As before, training a computer vision model on one sample population and using the model on another population can result in inaccurate predictions and unintended consequences. E.g. many police facial recognition softwares are trained primarily using white faces (because most of the employees at the companies that make these softwares are white, and they may use their own faces or faces of people they know as input). As a result, they are very accurate when differentiating between different white people, but they are notoriously inaccurate when looking at black or latino or asian faces. This means that the wrong person could be put in a jail for a crime they did not commit.
Work is considering “signal processing” if you take an input signal, apply some filter to the signal, and output a modified signal. Signal processing started out in music and electrical engineering, but now also applies to pictures, video, and many other signals.
E.g. When people talk wearing a facemask, everything sounds a bit muffled. The input is the voice, the filter is the mask, and the output is the muffled voice. In signal processing, you can create a model of what the mask is doing to the audio (this is a matrix), and use software to make it sound as if a person wasn’t wearing a mask at all!
Coding languages
Python (requires additional libraries)
R (very easy to learn - many political scientists and business analysts learn this language without knowing computer science or coding beforehand)
Matlab
Since we’re teaching Python for other things anyway, it may make sense to stick with Python here too.
Common Python libraries
Numpy
Pandas
Tensorflow
PyTorch
SciPy
SciKit Learn
Libra (this one is really new. It’s not the most popular, but it is extremely powerful because it hides a lot of the behind the scenes math. Could be good for getting students exposed to analyzing complicated data sets. Should be careful of leaving students with misconceptions though.)
Important techniques / algorithms / math
Principal Component Analysis
Convolutions
Neural Networks
Converting audio to frequencies
Key concepts for high school students to learn
Thinking of datasets as spreadsheets and matrices rather than loops
Thinking of image editing operations as matrices (for example, blurring an image, rotating an image, detecting the outline of an object in an image)
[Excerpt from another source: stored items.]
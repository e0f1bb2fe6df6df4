// Answer generation back ends
// Both clients speak blocking HTTP through ureq and are driven from the
// blocking pool so callers stay async

pub mod extract;
pub mod gemini;
pub mod ollama;

#[cfg(test)]
mod tests;

use std::sync::Arc;
use std::time::Duration;

use anyhow::Context;
use async_trait::async_trait;
use thiserror::Error;
use tracing::debug;

pub use gemini::GeminiGenerator;
pub use ollama::OllamaGenerator;

use crate::config::{Config, GenerationProvider};

/// A failed generation call. The message is what failure classification sees.
#[derive(Error, Debug, Clone, PartialEq, Eq)]
#[error("{message}")]
pub struct GenerationError {
    message: String,
}

impl GenerationError {
    #[inline]
    pub fn new(message: impl Into<String>) -> Self {
        Self {
            message: message.into(),
        }
    }

    #[inline]
    pub fn message(&self) -> &str {
        &self.message
    }
}

/// Opaque text-completion service
#[async_trait]
pub trait Generator: Send + Sync {
    /// Short label used in logs
    fn name(&self) -> &str;

    async fn generate(&self, prompt: &str) -> Result<String, GenerationError>;
}

/// Build the generator selected in the configuration
#[inline]
pub fn from_config(config: &Config) -> anyhow::Result<Arc<dyn Generator>> {
    let generation = &config.generation;
    let generator: Arc<dyn Generator> = match generation.provider {
        GenerationProvider::Ollama => {
            let base_url = config
                .ollama_url()
                .context("Failed to build Ollama URL for generation")?;
            Arc::new(OllamaGenerator::new(
                base_url,
                generation.model.clone(),
                generation.timeout(),
            ))
        }
        GenerationProvider::Gemini => {
            let api_key = generation
                .api_key()
                .context("Gemini generation needs an API key")?;
            let base_url = url::Url::parse(&generation.gemini_base_url)
                .context("Invalid Gemini base URL")?;
            Arc::new(GeminiGenerator::new(
                base_url,
                generation.model.clone(),
                api_key,
                generation.timeout(),
            ))
        }
    };

    debug!(
        "Using {} generator with model {}",
        generator.name(),
        generation.model
    );
    Ok(generator)
}

pub(crate) fn http_agent(timeout: Duration) -> ureq::Agent {
    ureq::Agent::config_builder()
        .timeout_global(Some(timeout))
        .http_status_as_error(false)
        .build()
        .into()
}

/// POST a JSON body and parse the JSON reply, reporting non-2xx replies as
/// `HTTP {status}: {body}`
pub(crate) fn post_json(
    agent: &ureq::Agent,
    url: &str,
    headers: &[(&str, &str)],
    body: &serde_json::Value,
) -> Result<serde_json::Value, GenerationError> {
    let payload = serde_json::to_string(body)
        .map_err(|e| GenerationError::new(format!("Failed to serialize request: {e}")))?;

    let mut request = agent.post(url).header("Content-Type", "application/json");
    for (name, value) in headers {
        request = request.header(*name, *value);
    }

    let mut response = request
        .send(payload.as_str())
        .map_err(|e| GenerationError::new(format!("Request failed: {e}")))?;

    let status = response.status().as_u16();
    let text = response
        .body_mut()
        .read_to_string()
        .map_err(|e| GenerationError::new(format!("Failed to read response body: {e}")))?;

    if !(200..300).contains(&status) {
        return Err(GenerationError::new(format!("HTTP {status}: {}", text.trim())));
    }

    serde_json::from_str(&text)
        .map_err(|e| GenerationError::new(format!("Invalid JSON in response: {e}")))
}

/// Run a blocking generation call on the blocking pool
pub(crate) async fn run_blocking<F>(call: F) -> Result<String, GenerationError>
where
    F: FnOnce() -> Result<String, GenerationError> + Send + 'static,
{
    tokio::task::spawn_blocking(call)
        .await
        .map_err(|e| GenerationError::new(format!("Generation task failed: {e}")))?
}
Understanding that most things in life are not just a single variable input - there are correlations between different variables
Thinking of algorithms as Input data → Filter/processing algorithm → Output data
Just like in a bread factory, the same machine (filter processing algorithm) could yield drastically different results (output data) if the dough given to it (input data) is different.
Transforming data from one perspective to another (this is technically linear algebra, but doesn’t require linear algebra to get the intuition. Can be taught in precalculus)
Understanding bias that can be baked into the input
Understanding that the features that computers pick out using machine learning algorithms may be different than the ones humans think of, and yet they lead to pretty similar results most of the time and surprisingly different results on rare occasions.